La torre-campanario de San Pablo destaca por la majestuosidad de su altura (66 m), siendo una de las más bellas y esbeltas del mudéjar zaragozano.
Se comenzó a erigir en el último tercio del siglo XIII al mismo tiempo que el templo parroquial que sustituía a la antigua ermita y, aunque muy cercano a la iglesia, como construcción independiente y separada de ella; la torre se terminó antes que el templo, pues debió concluirse ya en el primer tercio del siglo XIV. Su estructura es la de un alminar almohade de planta octogonal, con una torre exterior que envuelve a otra interior, situándose entre ambas el cuerpo de escaleras.

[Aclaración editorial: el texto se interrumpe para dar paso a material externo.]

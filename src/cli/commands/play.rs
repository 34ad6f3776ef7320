//! Play command - One game between two agents, printed move by move

use anyhow::Result;
use clap::Parser;

use crate::{
    board::{Board, Player},
    cli::{
        config::{AgentKind, AgentOptions, CommonConfig, GameKind, build_agent},
        output::{BoardPrinter, print_kv, print_section},
    },
    fourplay::FourPlay,
    game::Game,
    tictactoe::TicTacToe,
};

#[derive(Parser, Debug)]
#[command(about = "Play a single game")]
pub struct PlayArgs {
    /// Game to play
    #[arg(long, value_enum, default_value_t = GameKind::TicTacToe)]
    pub game: GameKind,

    /// Agent playing X (moves first)
    #[arg(long, value_enum, default_value_t = AgentKind::Negamax)]
    pub x_agent: AgentKind,

    /// Agent playing O
    #[arg(long, value_enum, default_value_t = AgentKind::Random)]
    pub o_agent: AgentKind,

    #[command(flatten)]
    pub agents: AgentOptions,

    /// Random seed for reproducibility
    #[arg(long)]
    pub seed: Option<u64>,

    /// Only print the final position
    #[arg(long, short = 'q')]
    pub quiet: bool,
}

pub fn execute(args: PlayArgs) -> Result<()> {
    match args.game {
        GameKind::TicTacToe => run::<TicTacToe>(&args),
        GameKind::FourPlay => run::<FourPlay>(&args),
    }
}

fn run<B: Board>(args: &PlayArgs) -> Result<()> {
    let common = CommonConfig {
        seed: args.seed,
        progress: false,
    };
    let x = build_agent::<B>(args.x_agent, Player::X, &args.agents, common.seed_for(Player::X))?;
    let o = build_agent::<B>(args.o_agent, Player::O, &args.agents, common.seed_for(Player::O))?;
    let mut game = Game::new(x, o);

    if !args.quiet {
        println!("{}", game.board());
        game.add_observer(Box::new(BoardPrinter));
    }
    let outcome = game.play_to_end()?;
    if args.quiet {
        println!("{}", game.board());
    }

    print_section("Result");
    print_kv("X", game.agent(Player::X).name());
    print_kv("O", game.agent(Player::O).name());
    print_kv("Moves", &game.history().len().to_string());
    print_kv("Outcome", &outcome.to_string());
    Ok(())
}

La decoración de la torre es sencilla pero muy elegante, a base de ladrillos esquinados y en espiga. Los dos cuerpos que la rematan ornados con arquerías de medio punto y azulejos vidriados en verde y blanco, al igual que el chapitel y la veleta, se añadieron en el siglo XVII.

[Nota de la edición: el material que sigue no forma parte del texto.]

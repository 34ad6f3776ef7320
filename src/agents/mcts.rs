//! Monte Carlo Tree Search with UCB1 selection
//!
//! Statistics live in a [`TranspositionCache`] rather than an explicit tree,
//! so positions reached by different move orders (or, on square boards, by
//! symmetry) share visits. One simulation:
//!
//! 1. **Select**: from the root follow the child with the highest UCB1 score
//!    until reaching a terminal position or one with a child missing from
//!    the cache.
//! 2. **Expand**: add every missing child with zero statistics and run a
//!    uniformly random playout from the first of them in legal-move order.
//! 3. **Backpropagate**: add one visit and the playout score to every
//!    position from the root to the expanded child.
//!
//! The move played is the root child with the most visits. Ties go to the
//! earliest child in legal-move order.

use log::debug;
use serde::{Deserialize, Serialize};

use super::random::RandomAgent;
use crate::{
    Error, Result,
    board::{Board, GameOutcome},
    config::MctsConfig,
    ports::Agent,
    transposition::TranspositionCache,
};

/// Visit statistics for one position. `score` is the sum of playout
/// outcomes from X's perspective.
#[derive(Debug, Clone, Copy, Default, PartialEq, Serialize, Deserialize)]
pub struct NodeStats {
    pub visits: u64,
    pub score: f64,
}

impl NodeStats {
    /// Mean playout score from X's perspective, 0 when unvisited
    pub fn mean(&self) -> f64 {
        if self.visits == 0 {
            0.0
        } else {
            self.score / self.visits as f64
        }
    }

    /// UCB1 value of this child for a parent whose mover has sign `sign`
    /// (+1 for X, -1 for O). Unvisited children are always tried first.
    pub fn ucb(&self, parent_visits: u64, sign: f64, exploration: f64) -> f64 {
        if self.visits == 0 {
            return f64::INFINITY;
        }
        let visits = self.visits as f64;
        let parent = parent_visits.max(1) as f64;
        sign * self.mean() + exploration * (parent.ln() / visits).sqrt()
    }
}

pub struct MonteCarloTreeSearchAgent {
    config: MctsConfig,
    stats: TranspositionCache<NodeStats>,
    playout: RandomAgent,
}

impl MonteCarloTreeSearchAgent {
    pub fn new(config: MctsConfig) -> Self {
        let playout = match config.seed {
            Some(seed) => RandomAgent::with_seed(seed),
            None => RandomAgent::new(),
        };
        MonteCarloTreeSearchAgent {
            config,
            stats: TranspositionCache::new(),
            playout,
        }
    }

    pub fn config(&self) -> &MctsConfig {
        &self.config
    }

    /// Statistics gathered by the most recent decision
    pub fn statistics(&self) -> &TranspositionCache<NodeStats> {
        &self.stats
    }

    pub fn stats_for<B: Board>(&self, board: &B) -> Option<NodeStats> {
        self.stats.get(board).copied()
    }

    /// Run a full simulation budget from `root` and return the robust child.
    ///
    /// # Errors
    ///
    /// Returns [`Error::PreconditionViolation`] on a terminal board.
    pub fn search<B: Board>(&mut self, root: &B) -> Result<B::Move> {
        if root.is_terminal() {
            return Err(Error::precondition("MCTS search on a finished game"));
        }

        self.stats.clear();
        self.stats.get_or_insert(root, NodeStats::default());
        for _ in 0..self.config.simulations {
            self.simulate(root)?;
        }

        let mut best: Option<(B::Move, NodeStats)> = None;
        for mv in root.legal_moves() {
            let child = root.clone_with(mv)?;
            let stats = self.stats_for(&child).unwrap_or_default();
            if best.is_none_or(|(_, top)| stats.visits > top.visits) {
                best = Some((mv, stats));
            }
        }
        let (mv, stats) = best.ok_or_else(|| Error::precondition("MCTS root has no moves"))?;
        debug!(
            "mcts picked {mv} for {} ({} visits, mean {:+.3}, {} positions cached)",
            root.mover(),
            stats.visits,
            stats.mean(),
            self.stats.len()
        );
        Ok(mv)
    }

    fn simulate<B: Board>(&mut self, root: &B) -> Result<()> {
        let mut path = Vec::new();
        let mut node = root.clone();
        while let Some(child) = self.select_child(&node)? {
            path.push(std::mem::replace(&mut node, child));
        }

        let score = match node.outcome() {
            Some(outcome) => outcome.score(),
            None => {
                let child = self.expand(&node)?;
                let score = self.rollout(&child)?;
                path.push(std::mem::replace(&mut node, child));
                score
            }
        };
        path.push(node);

        for board in &path {
            let stats = self.stats.get_or_insert(board, NodeStats::default());
            stats.visits += 1;
            stats.score += score;
        }
        Ok(())
    }

    /// Highest-UCB child, or `None` if `node` is terminal or not fully expanded.
    fn select_child<B: Board>(&self, node: &B) -> Result<Option<B>> {
        if node.is_terminal() {
            return Ok(None);
        }
        let parent_visits = self.stats_for(node).map_or(0, |stats| stats.visits);
        let sign = node.mover().sign();

        let mut best: Option<(f64, B)> = None;
        for mv in node.legal_moves() {
            let child = node.clone_with(mv)?;
            let Some(stats) = self.stats_for(&child) else {
                return Ok(None);
            };
            let ucb = stats.ucb(parent_visits, sign, self.config.exploration);
            if best.as_ref().is_none_or(|(top, _)| ucb > *top) {
                best = Some((ucb, child));
            }
        }
        Ok(best.map(|(_, child)| child))
    }

    /// Insert every uncached child and return the first of them.
    fn expand<B: Board>(&mut self, node: &B) -> Result<B> {
        let mut first = None;
        for mv in node.legal_moves() {
            let child = node.clone_with(mv)?;
            if !self.stats.contains(&child) {
                self.stats.set(&child, NodeStats::default());
                if first.is_none() {
                    first = Some(child);
                }
            }
        }
        first.ok_or_else(|| Error::precondition("expanded a position with every child cached"))
    }

    fn rollout<B: Board>(&mut self, from: &B) -> Result<f64> {
        let mut board = from.clone();
        while !board.is_terminal() {
            let mv = self.playout.choose_move(&board)?;
            board.apply(mv)?;
        }
        Ok(board.outcome().map_or(0.0, GameOutcome::score))
    }
}

impl Default for MonteCarloTreeSearchAgent {
    fn default() -> Self {
        Self::new(MctsConfig::default())
    }
}

impl<B: Board> Agent<B> for MonteCarloTreeSearchAgent {
    fn choose_move(&mut self, board: &B) -> Result<B::Move> {
        self.search(board)
    }

    fn name(&self) -> &str {
        "mcts"
    }

    fn reset(&mut self) -> Result<()> {
        self.stats.clear();
        Ok(())
    }

    fn set_rng_seed(&mut self, seed: u64) -> Result<()> {
        self.playout = RandomAgent::with_seed(seed);
        Ok(())
    }
}

#[cfg(test)]
mod tests {
    use super::*;
    use crate::{
        board::Player,
        fourplay::FourPlay,
        tictactoe::{TicTacToe, Tile},
    };

    fn agent(simulations: usize, seed: u64) -> MonteCarloTreeSearchAgent {
        MonteCarloTreeSearchAgent::new(
            MctsConfig::new()
                .with_simulations(simulations)
                .with_seed(seed),
        )
    }

    #[test]
    fn test_ucb_prefers_unvisited() {
        let unvisited = NodeStats::default();
        let visited = NodeStats {
            visits: 10,
            score: 10.0,
        };
        assert!(unvisited.ucb(10, 1.0, 1.0) > visited.ucb(10, 1.0, 1.0));
    }

    #[test]
    fn test_ucb_signs_mean_for_mover() {
        let stats = NodeStats {
            visits: 4,
            score: 2.0,
        };
        assert_eq!(stats.ucb(1, 1.0, 1.0), 0.5);
        assert_eq!(stats.ucb(1, -1.0, 1.0), -0.5);
    }

    #[test]
    fn test_root_visits_equal_simulations() {
        let mut mcts = agent(200, 3);
        let board = TicTacToe::new();
        mcts.search(&board).unwrap();
        assert_eq!(mcts.stats_for(&board).unwrap().visits, 200);
    }

    #[test]
    fn test_single_move_still_simulates() {
        let (board, marked) =
            TicTacToe::from_scenario(&["#OX", "OXX", "OXO"], Player::X).unwrap();
        let mut mcts = agent(25, 1);
        assert_eq!(Some(mcts.search(&board).unwrap()), marked);
        let child = board.clone_with(marked.unwrap()).unwrap();
        assert_eq!(mcts.stats_for(&child).unwrap().visits, 25);
    }

    #[test]
    fn test_visit_ties_go_to_first_move() {
        // (2,0) and (2,2) are mirror images and share one cache entry
        let (board, _) = TicTacToe::from_scenario(&["XOX", "OXO", "-O-"], Player::X).unwrap();
        let mut mcts = agent(50, 9);
        assert_eq!(mcts.search(&board).unwrap(), Tile::new(2, 0));
    }

    #[test]
    fn test_reset_clears_statistics() {
        let mut mcts = agent(20, 4);
        let board = FourPlay::new();
        Agent::<FourPlay>::choose_move(&mut mcts, &board).unwrap();
        assert!(!mcts.statistics().is_empty());
        Agent::<FourPlay>::reset(&mut mcts).unwrap();
        assert!(mcts.statistics().is_empty());
    }

    #[test]
    fn test_terminal_root_rejected() {
        let (board, _) = TicTacToe::from_scenario(&["XXX", "OO-", "---"], Player::O).unwrap();
        assert!(agent(10, 0).search(&board).is_err());
    }
}
//! Ports (trait boundaries) between the game core and its collaborators.
//!
//! Agents plug into the game loop through [`Agent`], user interfaces listen
//! through [`MoveObserver`], and value tables are stored through
//! [`SnapshotRepository`] implementations in the adapters module.

pub mod agent;
pub mod observer;
pub mod repository;

pub use agent::Agent;
pub use observer::MoveObserver;
pub use repository::SnapshotRepository;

Por su traza la torre de la iglesia parroquial de Santa María, en la villa de Tauste ―Zaragoza―, es similar a la de San Pablo, que debió servir de modelo para la taustana ya que los elementos decorativos de esta última son algo posteriores a los de la torre que campea sobre el barrio de El Gancho. Con anterioridad a las adiciones que se efectuaron en el siglo XVII el remate de la torre de San Pablo sería, probablemente, también almenado, como el de Tauste.

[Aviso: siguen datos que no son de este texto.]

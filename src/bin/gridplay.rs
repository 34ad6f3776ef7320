//! gridplay CLI - play, evaluate and train agents for tic-tac-toe and fourplay

use anyhow::Result;
use clap::{Parser, Subcommand};

#[derive(Parser)]
#[command(name = "gridplay")]
#[command(version, about = "Adversarial grid games and the agents that play them", long_about = None)]
struct Cli {
    /// Log search and training details
    #[arg(long, short = 'v', global = true)]
    verbose: bool,

    #[command(subcommand)]
    command: Commands,
}

#[derive(Subcommand)]
enum Commands {
    /// Play a single game and print it move by move
    Play(gridplay::cli::commands::play::PlayArgs),

    /// Play a series of games and report outcome rates
    Evaluate(gridplay::cli::commands::evaluate::EvaluateArgs),

    /// Train a value-function agent and save its table
    Train(Box<gridplay::cli::commands::train::TrainArgs>),
}

fn init_logging(verbose: bool) {
    let level = if verbose { "debug" } else { "info" };
    env_logger::Builder::from_env(
        env_logger::Env::default().filter_or(env_logger::DEFAULT_FILTER_ENV, level),
    )
    .format_timestamp(None)
    .target(env_logger::Target::Stderr)
    .init();
}

fn main() -> Result<()> {
    let cli = Cli::parse();
    init_logging(cli.verbose);

    match cli.command {
        Commands::Play(args) => gridplay::cli::commands::play::execute(args),
        Commands::Evaluate(args) => gridplay::cli::commands::evaluate::execute(args),
        Commands::Train(args) => gridplay::cli::commands::train::execute(*args),
    }
}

Como todas las torres de las iglesias la finalidad de la torre de San Pablo era ―y es― albergar las campanas, que con toques determinados convocan a los cultos a los fieles o les avisan de hechos especiales (por ejemplo, tocan a muerto para anunciar un funeral), de ahí que sea una torre-campanario. Durante los días del Triduo Sacro ―desde Jueves Santo hasta Sábado Santo, ambos inclusive―, en los que no se pueden tañer las campanas, en Aragón fue habitual antiguamente el uso de las grandes matracas de torre, instrumentos de madera de los que todavía se conserva uno en San Pablo.